Speed = Distance / Time

Parts:

Hopefully you will already have a lot of these parts. 
  • 9" straight section of Bachman EZ Track or similar. + enough track to get the engine to the desired speed.
  • Arduino Uno/Nano
  • 1306 LCD Screen (128x32 pixels).
  • Train throttle (DC or DCC)
  • Train engine
  • Car: 
    • Styrene sheet. I used a "For Sale" sign (Lowes) with a 0.015" thickness
    • 3/32" (2.4mm) round styrene tube Evergreen Scale Models #223
    • 1/8" (3.2mm) round styrene tube Evergreen Scale Models #224
    • 5/32" (4.0mm) round styrene tube Evergreen Scale Models #225
    • 3/16" 4.8mm) round styrene tube Evergreen Scale Models #226
    • 7/32" (5.5mm) round styrene tube Evergreen Scale Models #227
    • 1 Truck (Accurail) and wheels set (Walthers)
    • 1 coupler (Accurail) with draft box (Kadee)
    • 1 screw to hold on trucks. (Accurail)
    • Extra car weight (Amazon)

Arduino Program:

Use an array of integers to hold readings sensor readings. This is averaged to prevent wild reading fluctuations. 

Startup:

Collect an average of readings a startup.
Set a threshold just below the average.
Display the average and threshold to the screen or serial connection.

Program Loop:

  1. Read a sensor value the index value of the integer array.
  2. Get the average of all readings.
  3. If the average is below the threshold and the start time is zero then get the start time.
  4. If the average is above the threshold and the start time is not zero then get the stop time and calculate the speed using distance and time. Display the new speed and duration to the screen.
  5. Increment the index to the next sensor slot. Use modulus division to keep the counter within the size of the array.

Program Code:

The program may be found at https://github.com/awoehler/DCC-Speedometer

Physical Arduino Setup:

  1. Mount the trucks on the square with the piece that we just made below the truck. This will be the piece that is closest to the infrared detector. Foil tape can optionally be place on this to increase the reflectivity. 
  2. Cut a hole between the ties just behind the nail hole. This is where the infrared detector/emitter will go. Hot glue to the bottom of the track.
  3. Connect the VCC on the sensor to 5V on the Arduino. 
  4. Connect the GND on the sensor to GND on the Arduino. 
  5. Connect the Digital out on the sensor to A0 on the Arduino.
  6. Connect the 1306 (128x32 pixels) screen to the Arduino. (Optionally you can use the Serial Output for reading your data.)
  7. Upload the sketch.
  8. Run trains.
  9. Adjust the pot on the sensor to match your lighting situation. 
Top View

Bottom View

Installed

Car Directions:

  1. Cut a 9' 6" square for the base of the car. 
  2. Draw a lines from corner to corner to find the center.
  3. Cut a piece of Styrene tube long enough to hold the wheels off the truck and glue to the center of the square. The combination of rods used as standoff's for the trucks will vary depending on the trucks that you use. 
  4. Use a 3/32 styrene rod to mount the Kadee draft box to the center edge of one of the edges of the square. Glue scraps of styrene sheet to the edge to keep the draft box from twisting.
  5. Cut a piece of styrene (?) wide and (?) long so that it fits between the wheels. This will be cut into 1 long piece of 33.1mm, and 2 at 20mm. Glue the 33.1mm pieces and 1 20mm piece together. Drill a hole large enough so that the screw head can pass through it. Drill a hole in the second 20mm piece so that only the threads pass through. Now glue it to the other 20mm piece so that it looks like this.





Side View

Top View with automotive wheel weight installed.

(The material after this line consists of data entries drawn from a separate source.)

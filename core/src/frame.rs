/// Axis-aligned region of a frame, in pixels.
#[derive(Debug, Clone, Copy, PartialEq, Eq)]
pub struct Rect {
	pub x: u32,
	pub y: u32,
	pub width: u32,
	pub height: u32,
}

impl Rect {
	pub fn new(x: u32, y: u32, width: u32, height: u32) -> Self {
		Self {
			x,
			y,
			width,
			height,
		}
	}

	pub fn area(&self) -> u64 {
		u64::from(self.width) * u64::from(self.height)
	}

	/// Overlap with `other`, or `None` when the two regions are disjoint.
	pub fn intersect(&self, other: &Rect) -> Option<Rect> {
		let x = self.x.max(other.x);
		let y = self.y.max(other.y);
		let right = (self.x + self.width).min(other.x + other.width);
		let bottom = (self.y + self.height).min(other.y + other.height);
		if x >= right || y >= bottom {
			return None;
		}
		Some(Rect::new(x, y, right - x, bottom - y))
	}
}

/// A single grayscale frame travelling through the pipeline.
///
/// The frame exclusively owns its pixel buffer; handing a frame to a queue
/// or a stage moves the whole thing, no aliasing across stage boundaries.
pub struct Frame {
	index: usize,
	width: u32,
	height: u32,
	data: Vec<u8>,
}

impl Frame {
	/// Panics if `data` does not hold exactly `width * height` bytes.
	pub fn new(index: usize, width: u32, height: u32, data: Vec<u8>) -> Self {
		assert_eq!(
			data.len(),
			(width as usize) * (height as usize),
			"frame buffer length must match its dimensions"
		);
		Self {
			index,
			width,
			height,
			data,
		}
	}

	#[inline]
	pub fn index(&self) -> usize {
		self.index
	}

	#[inline]
	pub fn width(&self) -> u32 {
		self.width
	}

	#[inline]
	pub fn height(&self) -> u32 {
		self.height
	}

	#[inline]
	pub fn data(&self) -> &[u8] {
		&self.data
	}

	#[inline]
	pub fn into_data(self) -> Vec<u8> {
		self.data
	}

	pub fn bounds(&self) -> Rect {
		Rect::new(0, 0, self.width, self.height)
	}

	#[inline]
	pub fn pixel(&self, x: u32, y: u32) -> u8 {
		self.data[(y as usize) * (self.width as usize) + (x as usize)]
	}

	/// Mean luma over `region` clamped to the frame, 0.0 if the clamp leaves
	/// nothing.
	pub fn mean_luma(&self, region: &Rect) -> f64 {
		let region = match self.bounds().intersect(region) {
			Some(region) => region,
			None => return 0.0,
		};
		let mut sum = 0_u64;
		for y in region.y..region.y + region.height {
			let row = (y as usize) * (self.width as usize);
			let start = row + region.x as usize;
			let end = start + region.width as usize;
			sum += self.data[start..end].iter().map(|&p| u64::from(p)).sum::<u64>();
		}
		sum as f64 / region.area() as f64
	}
}

#[cfg(test)]
mod tests {
	use super::*;

	#[test]
	fn intersect_clamps_to_overlap() {
		let frame = Rect::new(0, 0, 10, 10);
		let roi = Rect::new(6, 6, 10, 10);
		assert_eq!(frame.intersect(&roi), Some(Rect::new(6, 6, 4, 4)));
	}

	#[test]
	fn intersect_disjoint_is_none() {
		let a = Rect::new(0, 0, 4, 4);
		let b = Rect::new(8, 8, 4, 4);
		assert_eq!(a.intersect(&b), None);
	}

	#[test]
	fn mean_luma_over_region() {
		let mut data = vec![0_u8; 16];
		data[0] = 100;
		data[1] = 200;
		let frame = Frame::new(1, 4, 4, data);
		assert_eq!(frame.mean_luma(&Rect::new(0, 0, 2, 1)), 150.0);
		assert_eq!(frame.mean_luma(&Rect::new(0, 2, 4, 2)), 0.0);
	}

	#[test]
	#[should_panic(expected = "frame buffer length")]
	fn mismatched_buffer_rejected() {
		let _ = Frame::new(1, 4, 4, vec![0_u8; 3]);
	}
}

Bottom view. I added foil tape to try and increase the values when driving over but it didn't make much difference. The bump in the center is the screw that holds it together.

Coupler end view. I used Accurail couplers with a Kadee draft box as I have extra and didn't want to use up my Kadee couplers on this.

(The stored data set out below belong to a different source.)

pub mod bench;
pub mod cmd;
pub mod run;

use self::cmd::{CliArgs, CliSubcommands};
use clap::Parser;
use color_eyre::eyre::Result;

#[global_allocator]
static ALLOC: snmalloc_rs::SnMalloc = snmalloc_rs::SnMalloc;

fn main() -> Result<()> {
	color_eyre::install()?;
	let args = CliArgs::parse();
	match args.command {
		CliSubcommands::Run(args) => run::run(args),
		CliSubcommands::Bench(args) => bench::bench(args),
	}
}
pub mod detect;
pub mod frame;
pub mod pipeline;
pub mod queue;
pub mod sink;
pub mod source;
pub mod stats;

use std::sync::atomic::AtomicUsize;

/// Running count of frames the process stage has finished, for progress reporting.
pub static FRAMES_PROCESSED: AtomicUsize = AtomicUsize::new(0);
use crate::{detect::Detection, frame::Frame};
use color_eyre::eyre::Result;

/// What the sink wants the pipeline to do after presenting a frame.
#[derive(Debug, Clone, Copy, PartialEq, Eq)]
pub enum SinkSignal {
	Continue,
	/// User-initiated cancellation; the pipeline must stop every stage.
	Quit,
}

/// Downstream collaborator consuming processed frames, driven by the render
/// stage. The only place a cancellation request can originate.
pub trait FrameSink: Send {
	fn present(&mut self, frame: Frame, detections: Vec<Detection>) -> Result<SinkSignal>;
}

impl<F> FrameSink for F
where
	F: FnMut(Frame, Vec<Detection>) -> Result<SinkSignal> + Send,
{
	fn present(&mut self, frame: Frame, detections: Vec<Detection>) -> Result<SinkSignal> {
		self(frame, detections)
	}
}

/// Records what was presented, in order. Used by benchmarks and tests in
/// place of a real display surface.
#[derive(Default)]
pub struct CountingSink {
	indices: Vec<usize>,
	detections: usize,
	quit_after: Option<usize>,
}

impl CountingSink {
	pub fn new() -> Self {
		Self::default()
	}

	/// Request pipeline shutdown once `count` frames have been presented.
	pub fn quit_after(count: usize) -> Self {
		Self {
			quit_after: Some(count),
			..Self::default()
		}
	}

	pub fn presented(&self) -> &[usize] {
		&self.indices
	}

	pub fn frame_count(&self) -> usize {
		self.indices.len()
	}

	pub fn detection_count(&self) -> usize {
		self.detections
	}
}

impl FrameSink for CountingSink {
	fn present(&mut self, frame: Frame, detections: Vec<Detection>) -> Result<SinkSignal> {
		self.indices.push(frame.index());
		self.detections += detections.len();
		match self.quit_after {
			Some(limit) if self.indices.len() >= limit => Ok(SinkSignal::Quit),
			_ => Ok(SinkSignal::Continue),
		}
	}
}

#[cfg(test)]
mod tests {
	use super::*;

	#[test]
	fn counting_sink_records_order() {
		let mut sink = CountingSink::new();
		for i in [3_usize, 1, 2] {
			let signal = sink.present(Frame::new(i, 1, 1, vec![0]), Vec::new()).unwrap();
			assert_eq!(signal, SinkSignal::Continue);
		}
		assert_eq!(sink.presented(), &[3, 1, 2]);
	}

	#[test]
	fn quit_after_limit_requests_shutdown() {
		let mut sink = CountingSink::quit_after(2);
		assert_eq!(
			sink.present(Frame::new(1, 1, 1, vec![0]), Vec::new()).unwrap(),
			SinkSignal::Continue
		);
		assert_eq!(
			sink.present(Frame::new(2, 1, 1, vec![0]), Vec::new()).unwrap(),
			SinkSignal::Quit
		);
	}
}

Back end view. The vertical piece stabilizes the reflector on the bottom so that it does not twist and rub against the wheels.

Notes:

When the sketch starts up it fills the array of will values from the current reading so you will not want anything over the sensor when it starts. 

Initially I used the analog output but when when I changed lighting situations it was less dependable.

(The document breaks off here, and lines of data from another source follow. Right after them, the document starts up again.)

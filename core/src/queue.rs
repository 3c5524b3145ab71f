use parking_lot::{Condvar, Mutex};
use std::collections::VecDeque;

struct Inner<T> {
	buffer: VecDeque<T>,
	finished: bool,
}

/// Fixed-capacity FIFO hand-off between stage threads.
///
/// A full queue blocks its producer and an empty queue blocks its consumer,
/// so a slow stage stalls its neighbours instead of growing a backlog.
/// `set_finished` latches end-of-stream: producers are turned away
/// immediately, consumers drain whatever is still buffered and then observe
/// `None`.
pub struct BoundedQueue<T> {
	inner: Mutex<Inner<T>>,
	not_full: Condvar,
	not_empty: Condvar,
	capacity: usize,
}

impl<T> BoundedQueue<T> {
	/// Panics if `capacity` is zero; such a queue could never hand anything over.
	pub fn new(capacity: usize) -> Self {
		assert!(capacity > 0, "bounded queue capacity must be at least 1");
		Self {
			inner: Mutex::new(Inner {
				buffer: VecDeque::with_capacity(capacity),
				finished: false,
			}),
			not_full: Condvar::new(),
			not_empty: Condvar::new(),
			capacity,
		}
	}

	/// Blocks while the queue is full. Returns `false` without inserting once
	/// the queue has been finished, telling the producer to stop.
	pub fn enqueue(&self, item: T) -> bool {
		let mut inner = self.inner.lock();
		while inner.buffer.len() == self.capacity && !inner.finished {
			self.not_full.wait(&mut inner);
		}
		if inner.finished {
			return false;
		}
		inner.buffer.push_back(item);
		drop(inner);
		self.not_empty.notify_one();
		true
	}

	/// Blocks while the queue is empty and not finished. Returns `None` only
	/// once the queue is both finished and drained.
	pub fn dequeue(&self) -> Option<T> {
		let mut inner = self.inner.lock();
		while inner.buffer.is_empty() && !inner.finished {
			self.not_empty.wait(&mut inner);
		}
		let item = inner.buffer.pop_front();
		drop(inner);
		if item.is_some() {
			self.not_full.notify_one();
		}
		item
	}

	/// Latches end-of-stream and wakes every waiter on both conditions.
	/// Idempotent; safe from any thread.
	pub fn set_finished(&self) {
		let mut inner = self.inner.lock();
		inner.finished = true;
		drop(inner);
		self.not_full.notify_all();
		self.not_empty.notify_all();
	}

	pub fn is_finished(&self) -> bool {
		self.inner.lock().finished
	}

	/// Advisory; may be stale by the time the caller looks at it.
	pub fn len(&self) -> usize {
		self.inner.lock().buffer.len()
	}

	pub fn is_empty(&self) -> bool {
		self.inner.lock().buffer.is_empty()
	}

	pub fn capacity(&self) -> usize {
		self.capacity
	}
}

#[cfg(test)]
mod tests {
	use super::*;
	use std::{
		sync::{
			atomic::{AtomicBool, Ordering},
			Arc,
		},
		thread,
		time::Duration,
	};

	#[test]
	fn fifo_order() {
		let queue = BoundedQueue::new(8);
		for i in 0..8 {
			assert!(queue.enqueue(i));
		}
		queue.set_finished();
		for i in 0..8 {
			assert_eq!(queue.dequeue(), Some(i));
		}
		assert_eq!(queue.dequeue(), None);
	}

	#[test]
	#[should_panic(expected = "capacity must be at least 1")]
	fn zero_capacity_rejected() {
		let _ = BoundedQueue::<usize>::new(0);
	}

	#[test]
	fn enqueue_blocks_at_capacity() {
		let queue = Arc::new(BoundedQueue::new(2));
		assert!(queue.enqueue(1));
		assert!(queue.enqueue(2));

		let landed = Arc::new(AtomicBool::new(false));
		let producer = {
			let queue = queue.clone();
			let landed = landed.clone();
			thread::spawn(move || {
				let accepted = queue.enqueue(3);
				landed.store(true, Ordering::SeqCst);
				accepted
			})
		};

		thread::sleep(Duration::from_millis(50));
		assert!(!landed.load(Ordering::SeqCst), "third enqueue should still be blocked");

		assert_eq!(queue.dequeue(), Some(1));
		assert!(producer.join().unwrap());
		assert_eq!(queue.dequeue(), Some(2));
		assert_eq!(queue.dequeue(), Some(3));
	}

	#[test]
	fn finish_drains_buffered_items_then_closes() {
		let queue = BoundedQueue::new(3);
		assert!(queue.enqueue("a"));
		assert!(queue.enqueue("b"));
		queue.set_finished();
		assert_eq!(queue.dequeue(), Some("a"));
		assert_eq!(queue.dequeue(), Some("b"));
		assert_eq!(queue.dequeue(), None);
	}

	#[test]
	fn finish_rejects_new_writes() {
		let queue = BoundedQueue::new(3);
		queue.set_finished();
		assert!(!queue.enqueue(1));
		assert!(queue.is_empty());
	}

	#[test]
	fn finish_is_idempotent() {
		let queue = BoundedQueue::new(1);
		assert!(queue.enqueue(7));
		queue.set_finished();
		queue.set_finished();
		assert!(queue.is_finished());
		assert_eq!(queue.dequeue(), Some(7));
		assert_eq!(queue.dequeue(), None);
	}

	#[test]
	fn finish_releases_blocked_consumer() {
		let queue = Arc::new(BoundedQueue::<usize>::new(2));
		let consumer = {
			let queue = queue.clone();
			thread::spawn(move || queue.dequeue())
		};
		thread::sleep(Duration::from_millis(50));
		queue.set_finished();
		assert_eq!(consumer.join().unwrap(), None);
	}

	#[test]
	fn finish_releases_blocked_producer() {
		let queue = Arc::new(BoundedQueue::new(1));
		assert!(queue.enqueue(1));
		let producer = {
			let queue = queue.clone();
			thread::spawn(move || queue.enqueue(2))
		};
		thread::sleep(Duration::from_millis(50));
		queue.set_finished();
		assert!(!producer.join().unwrap(), "blocked enqueue must fail after finish");
		assert_eq!(queue.len(), 1);
	}

	#[test]
	fn concurrent_producer_consumer_preserves_order() {
		let queue = Arc::new(BoundedQueue::new(2));
		let producer = {
			let queue = queue.clone();
			thread::spawn(move || {
				for i in 0..100_usize {
					assert!(queue.enqueue(i));
				}
				queue.set_finished();
			})
		};
		let mut seen = Vec::new();
		while let Some(i) = queue.dequeue() {
			seen.push(i);
		}
		producer.join().unwrap();
		assert_eq!(seen, (0..100).collect::<Vec<_>>());
	}
}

The timer will overflow or wrap around at about 50 days so I'm not sure what will happen if you leave this on for a long time.

As the train goes faster the readings become less accurate because the time becomes smaller and smaller, increasing the length of the car could help to resolve this. The length of the car can be adjusted at the top of the code. 

Conclusion:

This has been a fun little project. One of the advantages for this method is that it is non-directional so it makes the code easier to implement. I don't think it is very accurate though using the analog reads to determine the timing. I would like to create an interrupt version of the code to see if it is more accurate. If/when I get around to that you should find that version in the github code. At this point it has not been integrated into DCC/JMRI. I think that would be fairly trivial for someone familiar with the code base. But for now I'll at least share this code. 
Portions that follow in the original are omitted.